The complainant, identified as Irfan Abubakar Shaikh, accused both the channel and Goswami of trying to spread hatred against the Muslim community in connection with the April 14 migrant workers protest outside the Bandra station. He claimed Goswami targeted a mosque in Bandra that had no link with the gathering.

Thousands of workers had gathered outside the Bandra station on April 14 to demand transportation arrangements to go back to their hometowns during the lockdown. This came after a journalist had allegedly said a decision had been made to run special trains for migrant workers.

The case against Goswami was filed on Saturday at the Pydhonie police station.

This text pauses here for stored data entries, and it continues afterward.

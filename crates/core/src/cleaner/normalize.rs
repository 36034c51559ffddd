//! Row extraction, key normalization and value coercion.

use std::str::FromStr;

use chrono::{DateTime, NaiveDateTime, Utc};
use rust_decimal::Decimal;
use serde_json::{Map, Value};

use crate::constants::RECORD_DECIMAL_PRECISION;
use crate::errors::StructuralError;
use crate::records::types::FETCH_TIMESTAMP_FORMAT;
use crate::records::DatasetKind;

/// Known spellings mapped onto canonical column names, after lowercasing.
const KEY_ALIASES: &[(&str, &str)] = &[
    ("price", "current_price"),
    ("currentprice", "current_price"),
    ("marketcap", "market_cap"),
    ("volume", "total_volume"),
    ("totalvolume", "total_volume"),
    ("published_at", "publishedat"),
    ("published", "publishedat"),
    ("headline", "title"),
    ("body", "content"),
];

pub(super) fn json_type(value: &Value) -> &'static str {
    match value {
        Value::Null => "null",
        Value::Bool(_) => "boolean",
        Value::Number(_) => "number",
        Value::String(_) => "string",
        Value::Array(_) => "array",
        Value::Object(_) => "object",
    }
}

/// Finds the row objects of a payload.
///
/// Market payloads are an array of rows or a single row object. News payloads are
/// `{"articles": [...]}`, a bare array, or a single article object.
pub(super) fn extract_rows(
    kind: DatasetKind,
    payload: &Value,
) -> Result<Vec<&Map<String, Value>>, StructuralError> {
    let rows: Vec<&Value> = match (kind, payload) {
        (_, Value::Array(rows)) => rows.iter().collect(),
        (DatasetKind::News, Value::Object(map)) if map.contains_key("articles") => {
            match map.get("articles") {
                Some(Value::Array(rows)) => rows.iter().collect(),
                Some(other) => {
                    return Err(StructuralError::UnexpectedShape {
                        kind: kind.to_string(),
                        expected: "an 'articles' array",
                        found: json_type(other),
                    })
                }
                None => Vec::new(),
            }
        }
        (_, Value::Object(_)) => vec![payload],
        (_, other) => {
            return Err(StructuralError::UnexpectedShape {
                kind: kind.to_string(),
                expected: "an array or object",
                found: json_type(other),
            })
        }
    };

    rows.into_iter()
        .enumerate()
        .map(|(index, row)| match row {
            Value::Object(map) => Ok(map),
            other => Err(StructuralError::NonObjectRow {
                kind: kind.to_string(),
                index,
                found: json_type(other),
            }),
        })
        .collect()
}

/// Lowercases, maps spaces and hyphens to `_`, then applies known aliases.
pub(super) fn normalize_key(key: &str) -> String {
    let key: String = key
        .trim()
        .chars()
        .map(|c| match c {
            ' ' | '-' => '_',
            c => c.to_ascii_lowercase(),
        })
        .collect();

    KEY_ALIASES
        .iter()
        .find(|(alias, _)| *alias == key)
        .map(|(_, canonical)| canonical.to_string())
        .unwrap_or(key)
}

/// Normalizes every key of a row and flattens a nested news `source` object.
///
/// When two keys normalize to the same name the later one wins.
pub(super) fn normalize_row(row: &Map<String, Value>) -> Map<String, Value> {
    let mut out = Map::new();
    for (key, value) in row {
        let key = normalize_key(key);
        if key == "source" {
            match value {
                Value::Object(source) => {
                    out.insert(
                        "source_id".to_string(),
                        source.get("id").cloned().unwrap_or(Value::Null),
                    );
                    out.insert(
                        "source_name".to_string(),
                        source.get("name").cloned().unwrap_or(Value::Null),
                    );
                }
                other => {
                    out.insert("source_name".to_string(), other.clone());
                }
            }
            continue;
        }
        out.insert(key, value.clone());
    }
    out
}

/// Coerces a numeric cell. `None` means the value is not a number.
///
/// Missing, null and blank cells are zero.
pub(super) fn coerce_decimal(value: Option<&Value>) -> Option<Decimal> {
    let parsed = match value {
        None | Some(Value::Null) => Some(Decimal::ZERO),
        Some(Value::Number(n)) => parse_decimal(&n.to_string()),
        Some(Value::String(s)) if s.trim().is_empty() => Some(Decimal::ZERO),
        Some(Value::String(s)) => parse_decimal(&s.trim().replace(',', "")),
        Some(_) => None,
    };
    parsed.map(|d| d.round_dp(RECORD_DECIMAL_PRECISION).normalize())
}

fn parse_decimal(text: &str) -> Option<Decimal> {
    Decimal::from_str(text)
        .or_else(|_| Decimal::from_scientific(text))
        .ok()
}

/// Coerces a text cell: nulls become empty, scalars their text form.
pub(super) fn coerce_text(value: Option<&Value>) -> String {
    match value {
        None | Some(Value::Null) => String::new(),
        Some(Value::String(s)) => clean_text(s),
        Some(Value::Number(n)) => n.to_string(),
        Some(Value::Bool(b)) => b.to_string(),
        Some(other) => clean_text(&other.to_string()),
    }
}

/// Trims, drops newlines and collapses runs of whitespace to one space.
pub(super) fn clean_text(text: &str) -> String {
    text.split_whitespace().collect::<Vec<_>>().join(" ")
}

/// Canonical ISO-8601 UTC text for a timestamp cell, empty if unparseable.
pub(super) fn coerce_published(value: Option<&Value>) -> String {
    let text = match value {
        Some(Value::String(s)) => s.trim(),
        _ => return String::new(),
    };
    if text.is_empty() {
        return String::new();
    }

    let parsed = DateTime::parse_from_rfc3339(text)
        .map(|dt| dt.with_timezone(&Utc))
        .ok()
        .or_else(|| {
            ["%Y-%m-%dT%H:%M:%S", "%Y-%m-%d %H:%M:%S"]
                .iter()
                .find_map(|fmt| NaiveDateTime::parse_from_str(text, fmt).ok())
                .map(|naive| naive.and_utc())
        });

    parsed
        .map(|dt| dt.format(FETCH_TIMESTAMP_FORMAT).to_string())
        .unwrap_or_default()
}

“There was no link or issue related to the mosque near the Bandra station,” Shaikh said in his statement to the police, according to Hindustan Times. “The only issue was that the migrants had gathered in the open space near the mosque. But Arnab purposely highlighted the mosque to create communal disturbance in the city.”

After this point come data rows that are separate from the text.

//! Tickerwire Core - records, cleaning, reporting and run orchestration.
//!
//! This crate contains the pipeline's domain logic. It is database-agnostic and
//! defines the [`store::PipelineStore`] trait implemented by the `storage-sqlite`
//! crate, and the [`pipeline::SourceAdapter`] trait implemented by the
//! `market-data` crate's feed client.

pub mod cleaner;
pub mod config;
pub mod constants;
pub mod errors;
pub mod pipeline;
pub mod records;
pub mod reporting;
pub mod runs;
pub mod store;

pub use config::PipelineConfig;
pub use pipeline::{PipelineService, RunOptions, RunOutcome, SourceAdapter};
pub use records::{Dataset, DatasetKind, FetchTimestamp, MarketRecord, NewsRecord, RecordFilter};
pub use runs::{PipelineRun, RunCounts, RunStatus};
pub use store::PipelineStore;

// Re-export error types
pub use errors::Error;
pub use errors::Result;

Shaikh, who is the secretary of Raza Educational Welfare Society, said Republic TV had telecast the protest of migrants on April 29 and Goswami was anchoring the show. “We have registered a case against Arnab Goswami and the owner of Republic TV,” a police officer from Pydhonie police station told Hindustan Times. “Further investigation is going on. As part of evidence after taking the statement we have collected the footage of the shows with the clips in a pen drive as evidence.”

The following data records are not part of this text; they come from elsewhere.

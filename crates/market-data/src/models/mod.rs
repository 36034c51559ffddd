//! Feed models
//!
//! - `dataset` - Dataset kinds handled by the pipeline (market, news)
//! - `outcome` - Result of one fetch, live or synthetic

mod dataset;
mod outcome;

pub use dataset::{DatasetKind, ParseDatasetKindError};
pub use outcome::FetchOutcome;
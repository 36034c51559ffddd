//! SQLite storage for Tickerwire.
//!
//! This crate is the only place in the workspace where Diesel appears. It implements
//! the [`tickerwire_core::store::PipelineStore`] trait and contains:
//! - connection pooling and the single-writer actor
//! - embedded migrations for the record tables and the run ledger
//! - Diesel row models and their conversions to core records
//!
//! ```text
//!   core (pipeline)
//!         │
//!         ▼
//!   storage-sqlite (this crate)
//!         │
//!         ▼
//!     SQLite DB
//! ```

pub mod db;
pub mod errors;
pub mod records;
pub mod runs;
pub mod schema;
pub mod store;
pub mod utils;

pub use db::{create_pool, get_connection, init, run_migrations, DbConnection, DbPool, WriteHandle};
pub use errors::{IntoCore, StorageError};
pub use store::SqlitePipelineStore;

pub use tickerwire_core::errors::{DatabaseError, Error, Result};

The complainant also said the debate on the channel intended to blame the Muslim community for the spread of the novel coronavirus. “Goswami had made many such hate-filled comments against the community, targeting it,” Shaikh told Hindustan Times.

This came after at least 16 complaints were filed against Goswami in Maharashtra, Madhya Pradesh, Telangana and Chhattisgarh for allegedly defaming Congress President Sonia Gandhi. However, the Supreme Court allowed the police to proceed with investigations into one of the FIRs filed, but stayed the rest.

Goswami was questioned for over 12 hours in the case connected to Sonia Gandhi on April 27. The first information report by Congress minister Nitin Raut was initially filed in Nagpur, but the top court transferred the matter to Mumbai. The court also said no coercive action should be taken against Goswami for the next three weeks, so he has time to apply for anticipatory bail.

The Republic TV anchor had launched a full-blown attack on Gandhi and claimed she had orchestrated the Palghar lynching in Maharashtra. Arnab Goswami had questioned Gandhi’s silence on the lynching and made provocative allegations about her. On April 16, three Mumbai residents were lynched on the suspicion that they were thieves. Two of them were sadhus. The incident had made headlines at the time.

Goswami had also accused the Congress of attacking him and his wife Samyabrata Ray when they were returning home from work.